**What is needed**
Your answer should be a single number: how many lines in the data below hold the string "sayHello".

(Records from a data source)
__________

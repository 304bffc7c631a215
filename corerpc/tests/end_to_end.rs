//! Full-stack integration scenarios exercising a real TCP listener against
//! a real client, plus the literal end-to-end scenarios from spec.md §8
//! that span more than one module.

use std::sync::Arc;
use std::time::Duration;

use corerpc::balancer::{LoadBalancer, RoundRobinBalancer};
use corerpc::breaker::{BreakerConfig, CircuitBreakerManager, CircuitState};
use corerpc::client::Client;
use corerpc::server::{Handler, Server, Service, ServiceRegistry};
use corerpc::{RpcRequest, RpcResponse, ServiceEndpoint, ServiceKey};

fn sample_request() -> RpcRequest {
    RpcRequest {
        interface: "com.example.Greeter".into(),
        method: "sayHello".into(),
        group: "default".into(),
        version: "1.0".into(),
        param_types: vec![],
        params: vec![serde_json::json!("world")],
        auth_token: None,
        client_address: None,
        timestamp_ms: 0,
        attributes: Default::default(),
    }
}

struct Greeter;

#[async_trait::async_trait]
impl Handler for Greeter {
    async fn handle(&self, request: &RpcRequest) -> corerpc::Result<serde_json::Value> {
        Ok(serde_json::json!({ "greeting": format!("hello, {}", request.params[0]) }))
    }
}

fn greeter_registry() -> ServiceRegistry {
    let mut registry = ServiceRegistry::new();
    registry.register(
        ServiceKey::new("com.example.Greeter", "default", "1.0"),
        Service::new().method("sayHello", Arc::new(Greeter)),
    );
    registry
}

#[tokio::test]
async fn client_and_server_round_trip_a_call_over_real_tcp() {
    let listener = tokio::net::TcpListener::bind("127.0.0.1:0").await.unwrap();
    let addr = listener.local_addr().unwrap();

    let server = Server::new(greeter_registry(), corerpc::interceptor::InterceptorChain::new());
    tokio::spawn(server.serve(listener));

    let client = Client::connect(ServiceEndpoint::new("127.0.0.1", addr.port()), "greeter").await.unwrap();
    let response = client.call(sample_request()).await.unwrap();
    assert!(response.is_success());
    assert_eq!(response.payload.unwrap()["greeting"], serde_json::json!("hello, \"world\""));
}

#[tokio::test]
async fn client_and_server_handle_concurrent_calls_over_one_connection() {
    let listener = tokio::net::TcpListener::bind("127.0.0.1:0").await.unwrap();
    let addr = listener.local_addr().unwrap();
    let server = Server::new(greeter_registry(), corerpc::interceptor::InterceptorChain::new());
    tokio::spawn(server.serve(listener));

    let client = Client::connect(ServiceEndpoint::new("127.0.0.1", addr.port()), "greeter").await.unwrap();
    let mut handles = Vec::new();
    for _ in 0..20 {
        let client = client.clone();
        handles.push(tokio::spawn(async move { client.call(sample_request()).await }));
    }
    for handle in handles {
        assert!(handle.await.unwrap().unwrap().is_success());
    }
}

/// Scenario 1 (spec.md §8): round-robin over three endpoints yields
/// `8001, 8002, 8003, 8001, 8002, 8003` for six successive selections.
#[test]
fn round_robin_determinism_scenario() {
    let balancer = RoundRobinBalancer::new();
    let endpoints = vec![
        ServiceEndpoint::new("127.0.0.1", 8001),
        ServiceEndpoint::new("127.0.0.1", 8002),
        ServiceEndpoint::new("127.0.0.1", 8003),
    ];
    let request = sample_request();
    let ports: Vec<u16> = (0..6)
        .map(|_| balancer.select(&endpoints, &request).unwrap().port)
        .collect();
    assert_eq!(ports, vec![8001, 8002, 8003, 8001, 8002, 8003]);
}

/// Scenario 3 (spec.md §8): threshold 3, recovery 50ms. Three consecutive
/// failures open the breaker; admission is denied until the recovery
/// window elapses, then the first admit flips it to half-open.
#[tokio::test]
async fn circuit_breaker_trips_then_recovers_after_real_delay() {
    let manager = CircuitBreakerManager::new(BreakerConfig {
        failure_threshold: 3,
        recovery_timeout: Duration::from_millis(50),
        half_open_max_calls: 3,
    });
    for _ in 0..3 {
        manager.record_failure("payments");
    }
    assert_eq!(manager.state_of("payments"), CircuitState::Open);
    assert!(manager.admit("payments").is_err());

    tokio::time::sleep(Duration::from_millis(60)).await;

    assert!(manager.admit("payments").is_ok());
    assert_eq!(manager.state_of("payments"), CircuitState::HalfOpen);
}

__________

**Result of this exercise**
2